## [AIM OF THE EXERCISE]
Lines with "PathBuf": copy each one from the listing below.

===== RECORDS SHOWN =====

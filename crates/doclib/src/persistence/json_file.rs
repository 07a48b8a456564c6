//! Durable key/value store backed by a single JSON object file.

use std::collections::BTreeMap;
use std::path::{Path, PathBuf};
use std::sync::Mutex;

use super::{KeyValueStore, PersistenceError};

/// Keeps all entries in one JSON object on disk.
///
/// Every operation re-reads the file, so external edits are picked up the
/// way a browser sees another tab's local storage. Writes go to a sibling
/// temp file first and are renamed into place.
pub struct JsonFileStore {
    path: PathBuf,
    lock: Mutex<()>,
}

impl JsonFileStore {
    /// Opens the store at `path`. The file is created on first write.
    pub fn open<P: AsRef<Path>>(path: P) -> Result<Self, PersistenceError> {
        let path = path.as_ref().to_path_buf();
        if let Some(parent) = path.parent() {
            if !parent.as_os_str().is_empty() {
                std::fs::create_dir_all(parent).map_err(|e| PersistenceError::Io {
                    path: parent.to_path_buf(),
                    source: e,
                })?;
            }
        }

        log::debug!(
            "Local state file at {}",
            crate::sanitize::redact_path(&path)
        );

        Ok(Self {
            path,
            lock: Mutex::new(()),
        })
    }

    pub fn path(&self) -> &Path {
        &self.path
    }

    fn read_entries(&self) -> Result<BTreeMap<String, String>, PersistenceError> {
        let content = match std::fs::read_to_string(&self.path) {
            Ok(content) => content,
            Err(e) if e.kind() == std::io::ErrorKind::NotFound => return Ok(BTreeMap::new()),
            Err(e) => {
                return Err(PersistenceError::Io {
                    path: self.path.clone(),
                    source: e,
                })
            }
        };

        if content.trim().is_empty() {
            return Ok(BTreeMap::new());
        }

        serde_json::from_str(&content).map_err(|e| PersistenceError::Corrupt {
            path: self.path.clone(),
            source: e,
        })
    }

    fn write_entries(&self, entries: &BTreeMap<String, String>) -> Result<(), PersistenceError> {
        let json = serde_json::to_string_pretty(entries)?;
        let tmp_path = self.path.with_extension("json.tmp");

        std::fs::write(&tmp_path, json).map_err(|e| PersistenceError::Io {
            path: tmp_path.clone(),
            source: e,
        })?;
        std::fs::rename(&tmp_path, &self.path).map_err(|e| PersistenceError::Io {
            path: self.path.clone(),
            source: e,
        })?;
        Ok(())
    }
}

impl KeyValueStore for JsonFileStore {
    fn get(&self, key: &str) -> Result<Option<String>, PersistenceError> {
        let _guard = self.lock.lock().map_err(|_| PersistenceError::LockPoisoned)?;
        Ok(self.read_entries()?.remove(key))
    }

    fn set(&self, key: &str, value: &str) -> Result<(), PersistenceError> {
        let _guard = self.lock.lock().map_err(|_| PersistenceError::LockPoisoned)?;
        let mut entries = self.read_entries()?;
        entries.insert(key.to_string(), value.to_string());
        self.write_entries(&entries)
    }

    fn remove(&self, key: &str) -> Result<(), PersistenceError> {
        let _guard = self.lock.lock().map_err(|_| PersistenceError::LockPoisoned)?;
        let mut entries = self.read_entries()?;
        if entries.remove(key).is_some() {
            self.write_entries(&entries)?;
        }
        Ok(())
    }
}
use std::path::Path;

use crate::config::schema::{BackendKind, LibraryConfig, CONFIG_VERSION};
use crate::error::ConfigError;

const SCHEMA_JSON: &str = include_str!("../../../../schema/library-config-v1.json");

const LOG_LEVELS: [&str; 5] = ["trace", "debug", "info", "warn", "error"];

pub fn load_config<P: AsRef<Path>>(path: P) -> Result<LibraryConfig, ConfigError> {
    let path = path.as_ref();
    let content = std::fs::read_to_string(path).map_err(|e| ConfigError::ReadFile {
        path: path.to_path_buf(),
        source: e,
    })?;

    let config = load_config_from_str(&content)?;
    log::info!(
        "Loaded config '{}' (backend: {})",
        crate::sanitize::redact_path(path),
        config.backend
    );
    Ok(config)
}

pub fn load_config_from_str(content: &str) -> Result<LibraryConfig, ConfigError> {
    let json_value: serde_json::Value = serde_json::from_str(content)?;

    validate_schema(&json_value)?;

    let config: LibraryConfig = serde_json::from_value(json_value)?;

    validate_config(&config)?;

    Ok(config)
}

fn validate_schema(json_value: &serde_json::Value) -> Result<(), ConfigError> {
    let schema: serde_json::Value =
        serde_json::from_str(SCHEMA_JSON).map_err(|e| ConfigError::Validation {
            message: format!("Invalid embedded schema JSON: {}", e),
        })?;

    let validator = jsonschema::validator_for(&schema).map_err(|e| ConfigError::Validation {
        message: format!("Failed to compile JSON schema: {}", e),
    })?;

    let errors: Vec<String> = validator
        .iter_errors(json_value)
        .map(|e| e.to_string())
        .collect();
    if !errors.is_empty() {
        return Err(ConfigError::SchemaValidation {
            errors: errors.join("; "),
        });
    }

    Ok(())
}

/// Checks the schema cannot express.
pub fn validate_config(config: &LibraryConfig) -> Result<(), ConfigError> {
    if config.version != CONFIG_VERSION {
        return Err(ConfigError::Validation {
            message: format!("Unsupported config version: {}", config.version),
        });
    }

    if !LOG_LEVELS.contains(&config.logging.level.to_ascii_lowercase().as_str()) {
        return Err(ConfigError::Validation {
            message: format!("Unknown log level: {}", config.logging.level),
        });
    }

    if let Some(base) = &config.sqlite.public_base_url {
        if reqwest::Url::parse(base).is_err() {
            return Err(ConfigError::Validation {
                message: format!("sqlite.publicBaseUrl is not a valid URL: {}", base),
            });
        }
    }

    if config.backend == BackendKind::Supabase {
        if let Some(url) = config.supabase.url.as_deref().filter(|u| !u.is_empty()) {
            if reqwest::Url::parse(url).is_err() {
                return Err(ConfigError::Validation {
                    message: "supabase.url is not a valid URL".to_string(),
                });
            }
        }
    } else if config.supabase.url.is_some() || config.supabase.anon_key.is_some() {
        log::warn!(
            "Supabase settings are ignored with the '{}' backend",
            config.backend
        );
    }

    if config.session.password_source().is_configured() && config.session.username.is_none() {
        log::debug!("Admin password configured without username; using the default username");
    }

    Ok(())
}
//! Document repository: operations on the `pdf_documents` table.

use chrono::{DateTime, SecondsFormat, Utc};
use rusqlite::{params, Row};

use super::{Database, DatabaseError};
use crate::model::StoredDocument;

/// A raw document row from the database.
#[derive(Debug, Clone)]
pub struct DocumentRow {
    pub id: String,
    pub title: String,
    pub file_name: String,
    pub created_at: String,
    pub size: Option<i64>,
    pub path: Option<String>,
}

impl DocumentRow {
    fn from_row(row: &Row<'_>) -> Result<Self, rusqlite::Error> {
        Ok(Self {
            id: row.get("id")?,
            title: row.get("title")?,
            file_name: row.get("file_name")?,
            created_at: row.get("created_at")?,
            size: row.get("size")?,
            path: row.get("path")?,
        })
    }

    pub fn from_document(doc: &StoredDocument) -> Self {
        Self {
            id: doc.id.clone(),
            title: doc.title.clone(),
            file_name: doc.file_name.clone(),
            created_at: format_timestamp(doc.uploaded_at),
            size: doc.size.map(|s| s as i64),
            path: doc.path.clone(),
        }
    }

    pub fn into_document(self) -> Result<StoredDocument, DatabaseError> {
        let uploaded_at = DateTime::parse_from_rfc3339(&self.created_at)
            .map(|dt| dt.with_timezone(&Utc))
            .map_err(|_| DatabaseError::InvalidTimestamp {
                id: self.id.clone(),
                value: self.created_at.clone(),
            })?;

        Ok(StoredDocument {
            id: self.id,
            title: self.title,
            file_name: self.file_name,
            uploaded_at,
            size: self.size.and_then(|s| u64::try_from(s).ok()),
            path: self.path,
        })
    }
}

/// Fixed-width UTC timestamps so lexical order equals time order.
pub fn format_timestamp(dt: DateTime<Utc>) -> String {
    dt.to_rfc3339_opts(SecondsFormat::Micros, true)
}

/// Inserts a new document row.
pub fn insert(db: &Database, doc: &DocumentRow) -> Result<(), DatabaseError> {
    db.with_conn(|conn| {
        conn.execute(
            "INSERT INTO pdf_documents (id, title, file_name, created_at, size, path)
             VALUES (?1, ?2, ?3, ?4, ?5, ?6)",
            params![
                doc.id,
                doc.title,
                doc.file_name,
                doc.created_at,
                doc.size,
                doc.path,
            ],
        )?;
        Ok(())
    })
}

/// Finds a document by its ID.
pub fn find_by_id(db: &Database, id: &str) -> Result<Option<DocumentRow>, DatabaseError> {
    db.with_conn(|conn| {
        let mut stmt = conn.prepare("SELECT * FROM pdf_documents WHERE id = ?1")?;
        let mut rows = stmt.query_map(params![id], DocumentRow::from_row)?;
        match rows.next() {
            Some(Ok(row)) => Ok(Some(row)),
            Some(Err(e)) => Err(DatabaseError::Sqlite(e)),
            None => Ok(None),
        }
    })
}

/// All documents, newest first. Equal timestamps fall back to insertion order.
pub fn list_newest_first(db: &Database) -> Result<Vec<DocumentRow>, DatabaseError> {
    db.with_conn(|conn| {
        let mut stmt =
            conn.prepare("SELECT * FROM pdf_documents ORDER BY created_at DESC, rowid DESC")?;
        let rows = stmt
            .query_map([], DocumentRow::from_row)?
            .collect::<Result<Vec<_>, _>>()?;
        Ok(rows)
    })
}

/// Deletes a document. Returns whether a row was removed.
pub fn delete(db: &Database, id: &str) -> Result<bool, DatabaseError> {
    db.with_conn(|conn| {
        let affected = conn.execute("DELETE FROM pdf_documents WHERE id = ?1", params![id])?;
        Ok(affected > 0)
    })
}

#[cfg(test)]
mod tests {
    use super::*;

    fn test_db() -> Database {
        Database::open_in_memory().expect("Failed to create test database")
    }

    fn sample_doc(id: &str, created_at: &str) -> DocumentRow {
        DocumentRow {
            id: id.to_string(),
            title: format!("Title {}", id),
            file_name: "test.pdf".to_string(),
            created_at: created_at.to_string(),
            size: Some(1024),
            path: Some(format!("{}_test.pdf", id)),
        }
    }

    #[test]
    fn test_insert_and_find() {
        let db = test_db();
        insert(&db, &sample_doc("doc-1", "2026-01-01T00:00:00.000000Z")).unwrap();

        let found = find_by_id(&db, "doc-1").unwrap().unwrap();
        assert_eq!(found.title, "Title doc-1");
        assert_eq!(found.size, Some(1024));
        assert_eq!(found.path.as_deref(), Some("doc-1_test.pdf"));
    }

    #[test]
    fn test_find_nonexistent() {
        let db = test_db();
        assert!(find_by_id(&db, "nonexistent").unwrap().is_none());
    }

    #[test]
    fn test_list_newest_first() {
        let db = test_db();
        insert(&db, &sample_doc("old", "2026-01-01T00:00:00.000000Z")).unwrap();
        insert(&db, &sample_doc("new", "2026-03-01T00:00:00.000000Z")).unwrap();
        insert(&db, &sample_doc("mid", "2026-02-01T00:00:00.000000Z")).unwrap();

        let ids: Vec<String> = list_newest_first(&db)
            .unwrap()
            .into_iter()
            .map(|r| r.id)
            .collect();
        assert_eq!(ids, vec!["new", "mid", "old"]);
    }

    #[test]
    fn test_list_ties_break_by_insertion() {
        let db = test_db();
        let ts = "2026-01-01T00:00:00.000000Z";
        insert(&db, &sample_doc("first", ts)).unwrap();
        insert(&db, &sample_doc("second", ts)).unwrap();

        let ids: Vec<String> = list_newest_first(&db)
            .unwrap()
            .into_iter()
            .map(|r| r.id)
            .collect();
        assert_eq!(ids, vec!["second", "first"]);
    }

    #[test]
    fn test_delete() {
        let db = test_db();
        insert(&db, &sample_doc("d1", "2026-01-01T00:00:00.000000Z")).unwrap();
        insert(&db, &sample_doc("d2", "2026-01-02T00:00:00.000000Z")).unwrap();

        assert!(delete(&db, "d1").unwrap());
        assert!(!delete(&db, "d1").unwrap());
        assert_eq!(list_newest_first(&db).unwrap().len(), 1);
        assert!(find_by_id(&db, "d2").unwrap().is_some());
    }

    #[test]
    fn test_row_document_conversion() {
        let row = sample_doc("c1", "2026-01-01T12:30:00.123456Z");
        let doc = row.clone().into_document().unwrap();
        assert_eq!(doc.size, Some(1024));
        assert_eq!(DocumentRow::from_document(&doc).created_at, row.created_at);
    }

    #[test]
    fn test_invalid_timestamp() {
        let row = sample_doc("bad", "yesterday");
        match row.into_document() {
            Err(DatabaseError::InvalidTimestamp { id, value }) => {
                assert_eq!(id, "bad");
                assert_eq!(value, "yesterday");
            }
            other => panic!("Expected InvalidTimestamp, got {:?}", other.map(|d| d.id)),
        }
    }
}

=====

## [TASK OUTPUT]
use std::path::{Path, PathBuf};
    path: PathBuf,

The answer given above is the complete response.